2. Kredit Pajak PPh Pasal 23, merupakan Pajak Penghasilan yang dipotong atas penghasilan yang
diterima atau diperoleh Wajib Pajak dalam negeri dan Bentuk Usaha Tetap yang berasal dari:
modal, penyerahan jasa atau penyelenggaraan kegiatan selain yang telah dipotong PPh Ps. 21
yang dibayarkan atau terutang oleh pemotong pajak yakni (1) badan pemerintah, (2) subjek
Pajak Badan dalam negeri, (3) BUT atau badan usaha Tetap, dan (4) orang pribadi sebagai WP
dalam negeri. Saat Terutang pada akhir bulan dilakukannya pembayaran atau akhir bulan
terutangnya penghasilan bersangkutan, mana yang terjadi terlebih dulu.
Tarif pajak:
 15% dari jumlah bruto atas dividen, bunga, royalti, hadiah dan penghargaan selain yang
telah dipotong PPh ps. 21 (yang diperoleh oleh WP badan dalam negeri berkenaan
dengan suatu kegiatan yang diselenggarakan)
 15% dari perkiraan penghasilan neto atas sewa dan penghasilan lain sehubungan
dengan penggunaan harta (kecuali sewa tanah dan bangunanà final tax)
 iimbalan sehubungan dengan jasa lain, misal jasa manajemen, jasa kesehatan, dll.
sebesar 2%
3. Kredit Pajak PPh Pasal 24, mengatur tentang perhitungan besarnya pajak atas penghasilan yang
dibayar atau terutang di luar negeri yang dapat dikreditkan terhadap pajak penghasilan yang
terutang atas seluruh penghasilan Wajib Pajak dalam negeri.
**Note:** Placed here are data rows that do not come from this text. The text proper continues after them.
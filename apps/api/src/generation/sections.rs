//! Labeled-section parser for the text provider's response body.
//!
//! The generation prompt instructs the model to answer in a fixed section
//! format (`TITLE:`, `EXCERPT:`, `META_DESCRIPTION:`, `IMAGE_PROMPT:`,
//! `CONTENT:`, `KEYWORDS:`). Each section runs from the end of its label to
//! the start of the next label found in the body, or end-of-string.
//!
//! EXCERPT, META_DESCRIPTION, IMAGE_PROMPT and CONTENT are required; a
//! missing one fails the whole parse. Downstream SEO checks depend on real
//! content, so empty-string substitution is never acceptable here.

use crate::errors::AppError;

const LABELS: [&str; 6] = [
    "TITLE:",
    "EXCERPT:",
    "META_DESCRIPTION:",
    "IMAGE_PROMPT:",
    "CONTENT:",
    "KEYWORDS:",
];

const REQUIRED: [&str; 4] = ["EXCERPT:", "META_DESCRIPTION:", "IMAGE_PROMPT:", "CONTENT:"];

/// Structured sections extracted from one completion body.
#[derive(Debug, Clone, PartialEq)]
pub struct ParsedSections {
    /// Upstream-optimized title, when the model supplied one.
    pub title: Option<String>,
    pub excerpt: String,
    pub meta_description: String,
    pub image_prompt: String,
    pub content: String,
    /// Comma-separated keyword list, when the model supplied one.
    pub keywords: Option<Vec<String>>,
}

/// Parses the labeled sections out of a completion body.
///
/// Fails with `MalformedResponse` naming the first missing required label.
pub fn parse_sections(body: &str) -> Result<ParsedSections, AppError> {
    // Locate every label that actually appears, ordered by position.
    let mut found: Vec<(&str, usize)> = LABELS
        .iter()
        .filter_map(|&label| body.find(label).map(|pos| (label, pos)))
        .collect();
    found.sort_by_key(|&(_, pos)| pos);

    let section = |label: &str| -> Option<String> {
        let idx = found.iter().position(|&(l, _)| l == label)?;
        let (_, pos) = found[idx];
        let start = pos + label.len();
        let end = found
            .get(idx + 1)
            .map(|&(_, next)| next)
            .unwrap_or(body.len());
        Some(body[start..end].trim().to_string())
    };

    for label in REQUIRED {
        if !found.iter().any(|&(l, _)| l == label) {
            return Err(AppError::MalformedResponse(format!(
                "response is missing the {} section",
                label.trim_end_matches(':')
            )));
        }
    }

    let keywords = section("KEYWORDS:").map(|raw| {
        raw.split(',')
            .map(|k| k.trim().to_lowercase())
            .filter(|k| !k.is_empty())
            .collect::<Vec<String>>()
    });

    Ok(ParsedSections {
        title: section("TITLE:").filter(|t| !t.is_empty()),
        excerpt: section("EXCERPT:").unwrap_or_default(),
        meta_description: section("META_DESCRIPTION:").unwrap_or_default(),
        image_prompt: section("IMAGE_PROMPT:").unwrap_or_default(),
        content: section("CONTENT:").unwrap_or_default(),
        keywords: keywords.filter(|k| !k.is_empty()),
    })
}

#[cfg(test)]
mod tests {
    use super::*;

    const FULL_BODY: &str = "TITLE:\nLearning English Fast\n\nEXCERPT:\nA quick guide.\n\nMETA_DESCRIPTION:\nEverything you need to know about learning English quickly and well.\n\nIMAGE_PROMPT:\nA stack of colorful books on a desk\n\nCONTENT:\n## Why it matters\n\nEnglish opens doors.\n\nKEYWORDS:\nenglish, learning, fluency";

    const MINIMAL_BODY: &str = "EXCERPT:\nA quick guide.\n\nMETA_DESCRIPTION:\nA description.\n\nIMAGE_PROMPT:\nBooks on a desk\n\nCONTENT:\nBody text here.";

    #[test]
    fn test_parses_all_six_sections() {
        let parsed = parse_sections(FULL_BODY).unwrap();
        assert_eq!(parsed.title.as_deref(), Some("Learning English Fast"));
        assert_eq!(parsed.excerpt, "A quick guide.");
        assert!(parsed.meta_description.starts_with("Everything you need"));
        assert_eq!(parsed.image_prompt, "A stack of colorful books on a desk");
        assert!(parsed.content.contains("English opens doors."));
        assert_eq!(
            parsed.keywords,
            Some(vec![
                "english".to_string(),
                "learning".to_string(),
                "fluency".to_string()
            ])
        );
    }

    #[test]
    fn test_parses_without_optional_sections() {
        let parsed = parse_sections(MINIMAL_BODY).unwrap();
        assert!(parsed.title.is_none());
        assert!(parsed.keywords.is_none());
        assert_eq!(parsed.content, "Body text here.");
    }

    #[test]
    fn test_content_runs_to_end_of_string_when_last() {
        let parsed = parse_sections(MINIMAL_BODY).unwrap();
        assert_eq!(parsed.content, "Body text here.");
    }

    #[test]
    fn test_missing_content_section_fails() {
        let body = "EXCERPT:\na\n\nMETA_DESCRIPTION:\nb\n\nIMAGE_PROMPT:\nc";
        let err = parse_sections(body).unwrap_err();
        match err {
            AppError::MalformedResponse(msg) => assert!(msg.contains("CONTENT")),
            other => panic!("expected MalformedResponse, got {other:?}"),
        }
    }

    #[test]
    fn test_missing_excerpt_section_fails() {
        let body = "META_DESCRIPTION:\nb\n\nIMAGE_PROMPT:\nc\n\nCONTENT:\nd";
        let err = parse_sections(body).unwrap_err();
        match err {
            AppError::MalformedResponse(msg) => assert!(msg.contains("EXCERPT")),
            other => panic!("expected MalformedResponse, got {other:?}"),
        }
    }

    #[test]
    fn test_empty_body_fails() {
        assert!(parse_sections("").is_err());
    }

    #[test]
    fn test_sections_are_trimmed() {
        let body = "EXCERPT:\n   padded   \n\nMETA_DESCRIPTION:\nb\n\nIMAGE_PROMPT:\nc\n\nCONTENT:\nd";
        let parsed = parse_sections(body).unwrap();
        assert_eq!(parsed.excerpt, "padded");
    }

    #[test]
    fn test_keyword_list_is_lowercased_and_trimmed() {
        let body = format!("{MINIMAL_BODY}\n\nKEYWORDS:\n English , GRAMMAR,fluency ");
        let parsed = parse_sections(&body).unwrap();
        assert_eq!(
            parsed.keywords,
            Some(vec![
                "english".to_string(),
                "grammar".to_string(),
                "fluency".to_string()
            ])
        );
    }

    #[test]
    fn test_empty_keywords_section_treated_as_absent() {
        let body = format!("{MINIMAL_BODY}\n\nKEYWORDS:\n");
        let parsed = parse_sections(&body).unwrap();
        assert!(parsed.keywords.is_none());
    }

    #[test]
    fn test_blank_title_treated_as_absent() {
        let body = format!("TITLE:\n\n{MINIMAL_BODY}");
        let parsed = parse_sections(&body).unwrap();
        assert!(parsed.title.is_none());
    }
}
Pengkreditan pajak luar negeri
dilakukan dalam tahun digabungkannya penghasilan dari luar negeri dengan penghasilan di
Indonesia.
Penggabungan Penghasila yang berasal dari LN dilakukan sbb:
 Penggabungan penghasilan dari usaha dilakukan dalam tahun pajak diperolehnya
penghasilan tersebut (accrual basis)
 Penggabungan penghasilan lainnya dilakukan dalam tahun pajak diterimanya
penghasilan tersebut (cash basis)
 Penggabungan penghasilan yang berupa dividen (pasal 18 ayat 2 UU PPh) dilakukan
dalam tahun pajak pada saat perolehan dividen tersebut di tetapkan sesuai dengan
Keputusan Menteri Keuangan .

Batas Maksimum Kredit Pajak diambil yang terendah dari 3 unsur/perhitungan berikut:

 Jumlah Pajak yang terutang atau dibayar di Luar Negeri


 Jumlah (Penghasilan Luar Negeri : Seluruh Penghasilan Kena Pajak ) x PPh atas seluruh
yang dikenakan tarif pasal 17
 Jumlah pajak yang terutang untuk seluruh penghasilan kena pajak (dalam hal
penghasilan kena pajak adalah lebih kecil daripada penghasilan luar negeri).

Catatan:

- Apabila penghasilan luar negeri berasal dari beberapa negara, maka perhitungan
batas maksimum kredit pajak dilakukan untuk masing-masing Negara.
- Dalam menghitung penghasilan kena pajak, kerugian yang diderita oleh Wajib Pajak
di luar Negeri tidak boleh dikompensasikan dengan penghasilan yang diterima di
dalam negeri (Indonesia).

4. Kredit Pajak PPh Pasal 25, Dalam sistem perpajakan Indonesia dikenal istilah cicilan bulan Pajak
Penghasilan yang merupakan pembayaran pendahuluan atas PPh yang akan terutang di akhir
tahun berdasarkan SPT Tahunan PPh, yang dikenal dengan Angsuran PPh Pasal 25.
5. Kredit Pajak PPh Pasal 26, Bagi subjek pajak orang pribadi luar negeri yang dalam suatu tahun
pajak berubah status menjadi Wajib Pajak dalam negeri atau bagi Bentuk Usaha Tetap yang
terkena penerapan force of attraction.